The investigation suggested that, in some London boroughs, illegal HMOs outnumber licensed ones. In one part of Newham, there may be over 700 illegal HMOs but only 75 licensed; Tower Hamlets could have around 500 illegal versus 50 licensed; and Old Kent Road in Southwark potentially has more than 300 illegal against 232 licensed properties.
These rogue landlords risk damaging the sector’s reputation, but HMOs remain an important and practical form of accommodation for many – from students and hospital staff to young professionals. When delivered to a high standard and in line with local licensing rules, HMOs can offer safe, affordable housing while enhancing the sector’s image.
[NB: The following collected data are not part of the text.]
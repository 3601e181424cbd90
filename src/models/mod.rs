//! Models Module - Data Structures & Configuration
//!
//! Single source of truth for shared types, configuration and errors.

pub mod config;
pub mod errors;
pub mod types;

pub use config::*;
pub use errors::*;
pub use types::*;
//! Configuration module for the wallet validator
//!
//! Defaults live in utils/constants.rs; this module only layers the
//! environment on top of them.

use std::net::SocketAddr;
use std::path::PathBuf;
use std::time::Duration;
use tracing::warn;

use crate::models::errors::{AppError, AppResult};
use crate::utils::constants::{DEFAULT_LEDGER_ENDPOINTS, DEFAULT_RPC_TIMEOUT_SECS};

/// Runtime configuration for the validator and its API server
#[derive(Debug, Clone)]
pub struct ValidatorConfig {
    /// Ledger JSON-RPC endpoints, in priority order
    pub endpoints: Vec<String>,
    /// Bound on each endpoint request
    pub rpc_timeout: Duration,
    /// Directory holding metrics.json and uptime.txt
    pub metrics_dir: PathBuf,
    /// Host for the API server
    pub host: String,
    /// Port for the API server
    pub port: u16,
    /// Scoring rule constants
    pub thresholds: ScoringThresholds,
}

impl Default for ValidatorConfig {
    fn default() -> Self {
        Self {
            endpoints: DEFAULT_LEDGER_ENDPOINTS.iter().map(|s| s.to_string()).collect(),
            rpc_timeout: Duration::from_secs(DEFAULT_RPC_TIMEOUT_SECS),
            metrics_dir: PathBuf::from("."),
            host: "0.0.0.0".to_string(),
            port: 8080,
            thresholds: ScoringThresholds::default(),
        }
    }
}

impl ValidatorConfig {
    /// Build from environment, falling back to defaults per field.
    ///
    /// - `PX_LEDGER_ENDPOINTS`: comma-separated URLs
    /// - `PX_RPC_TIMEOUT_SECS`: per-endpoint timeout
    /// - `PX_METRICS_DIR`: metrics directory
    /// - `PX_HOST`, `PORT` (or `PX_PORT`): API bind address
    pub fn from_env() -> Self {
        Self::from_lookup(|key| std::env::var(key).ok())
    }

    /// Same as [`from_env`](Self::from_env) with an injectable variable source
    pub fn from_lookup<F>(lookup: F) -> Self
    where
        F: Fn(&str) -> Option<String>,
    {
        let mut config = Self::default();

        if let Some(raw) = lookup("PX_LEDGER_ENDPOINTS") {
            let endpoints = parse_endpoint_list(&raw);
            if endpoints.is_empty() {
                warn!("⚠️ PX_LEDGER_ENDPOINTS is empty, using default endpoints");
            } else {
                config.endpoints = endpoints;
            }
        }

        if let Some(raw) = lookup("PX_RPC_TIMEOUT_SECS") {
            match raw.trim().parse::<u64>() {
                Ok(secs) if secs > 0 => config.rpc_timeout = Duration::from_secs(secs),
                _ => warn!("⚠️ Invalid PX_RPC_TIMEOUT_SECS={:?}, using {}s", raw, DEFAULT_RPC_TIMEOUT_SECS),
            }
        }

        if let Some(dir) = lookup("PX_METRICS_DIR").filter(|d| !d.trim().is_empty()) {
            config.metrics_dir = PathBuf::from(dir.trim());
        }

        if let Some(host) = lookup("PX_HOST").filter(|h| !h.trim().is_empty()) {
            config.host = host.trim().to_string();
        }

        if let Some(raw) = lookup("PORT").or_else(|| lookup("PX_PORT")) {
            match raw.trim().parse::<u16>() {
                Ok(port) => config.port = port,
                Err(_) => warn!("⚠️ Invalid port {:?}, using {}", raw, config.port),
            }
        }

        config
    }

    /// Socket address for the API server
    pub fn bind_addr(&self) -> AppResult<SocketAddr> {
        format!("{}:{}", self.host, self.port)
            .parse()
            .map_err(|_| AppError::invalid_config(format!("Invalid bind address {}:{}", self.host, self.port)))
    }
}

/// Split a comma-separated endpoint list, dropping blanks
pub fn parse_endpoint_list(raw: &str) -> Vec<String> {
    raw.split(',')
        .map(str::trim)
        .filter(|s| !s.is_empty())
        .map(String::from)
        .collect()
}

/// Thresholds and deltas for the heuristic ruleset
#[derive(Debug, Clone, PartialEq)]
pub struct ScoringThresholds {
    /// Below this balance (XRP) the account is "very low balance"
    pub low_balance_xrp: f64,
    /// Above this balance (XRP) the account is "healthy"
    pub healthy_balance_xrp: f64,
    /// Above this owner count the account is flagged
    pub high_owner_count: u64,

    pub low_balance_delta: i32,
    pub healthy_balance_delta: i32,
    pub high_owner_delta: i32,
    pub no_owner_delta: i32,
    pub global_freeze_delta: i32,
    pub disallow_xrp_delta: i32,
    pub require_dest_tag_delta: i32,
}

impl Default for ScoringThresholds {
    fn default() -> Self {
        Self {
            low_balance_xrp: 1.0,
            healthy_balance_xrp: 20.0,
            high_owner_count: 100,
            low_balance_delta: 15,
            healthy_balance_delta: -5,
            high_owner_delta: 10,
            no_owner_delta: -2,
            global_freeze_delta: 60,
            disallow_xrp_delta: 25,
            require_dest_tag_delta: 5,
        }
    }
}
For landlords, HMOs can deliver higher yields than single-let properties. Letting rooms individually spreads income risk – if one tenant leaves or defaults, others continue to pay rent – and a broad tenant base can help sustain occupancy year-round.
Know the rules
In England and Wales, an HMO is generally a property let to at least three people from more than one household who share facilities such as a kitchen or bathroom. Large HMOs – housing five or more people – usually require a mandatory licence, and many councils operate additional schemes for smaller properties.
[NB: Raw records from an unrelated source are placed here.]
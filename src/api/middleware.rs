//! API Middleware (Logging)

use axum::{extract::Request, middleware::Next, response::Response};
use std::time::Instant;
use tracing::info;

/// Request logging middleware
pub async fn logging_middleware(request: Request, next: Next) -> Response {
    let start = Instant::now();
    let method = request.method().clone();
    let uri = request.uri().clone();

    let response = next.run(request).await;

    let latency = start.elapsed();
    let status = response.status();

    info!(
        method = %method,
        uri = %uri,
        status = %status.as_u16(),
        latency_ms = %latency.as_millis(),
        "Request completed"
    );

    response
}
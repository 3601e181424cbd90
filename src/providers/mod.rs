//! Providers Module - External Data Sources
//!
//! Ledger JSON-RPC access with sticky failover.

pub mod ledger;

pub use ledger::*;
//! Medical Triage API Library Crate
//!
//! This library contains the web service around the call registry: the
//! application state, configuration, REST handlers, the room-event webhook,
//! the WebSocket voice pipeline adapter and its connection hub, and routing.
//! The `api` binary is a thin wrapper around this library.

pub mod background;
pub mod config;
pub mod handlers;
pub mod hub;
pub mod models;
pub mod router;
pub mod state;
pub mod ws;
Licences ensure compliance with space, safety, and management standards, and protect investors from fines or reputational harm. Crucially, licensing is separate from planning – and in areas with Article 4 Directions, landlords may need planning permission to convert a property to an HMO.
Financing conversions
Many successful HMOs begin life as standard houses, later refurbished and converted. Bridging finance can be a flexible way to fund the purchase and works, with the option to refinance onto a long-term buy-to-let mortgage once the property meets licensing and quality requirements.
Investors who refurbish to a high standard can set themselves apart in the market. Quality HMOs with modern kitchens and bathrooms, soundproofing, well-designed communal areas, and energy-efficient features tend to attract a wider pool of tenants and achieve higher occupancy rates. They can also help secure longer tenancies, reduce turnover and void periods, and encourage tenants to treat the property as a home rather than just temporary accommodation.
Refurbishing to exceed minimum licensing requirements also helps future-proof the property against tightening regulations. For example, investing in superior fire safety measures, generous room sizes, and improved insulation can not only make the property more appealing but also reduce the risk of costly upgrades later. In an increasingly competitive rental market, high-quality finish and compliance can be the difference between a property that struggles to fill rooms and one that commands strong rents and a waiting list.
A sustainable opportunity
Negative headlines shouldn’t deter responsible investors. Well-managed, fully compliant HMOs meet a vital housing need and can deliver strong, sustainable returns. With thorough due diligence, good design, and the right funding strategy, landlords can create homes that tenants value – and that help raise the standing of the HMO sector as a whole.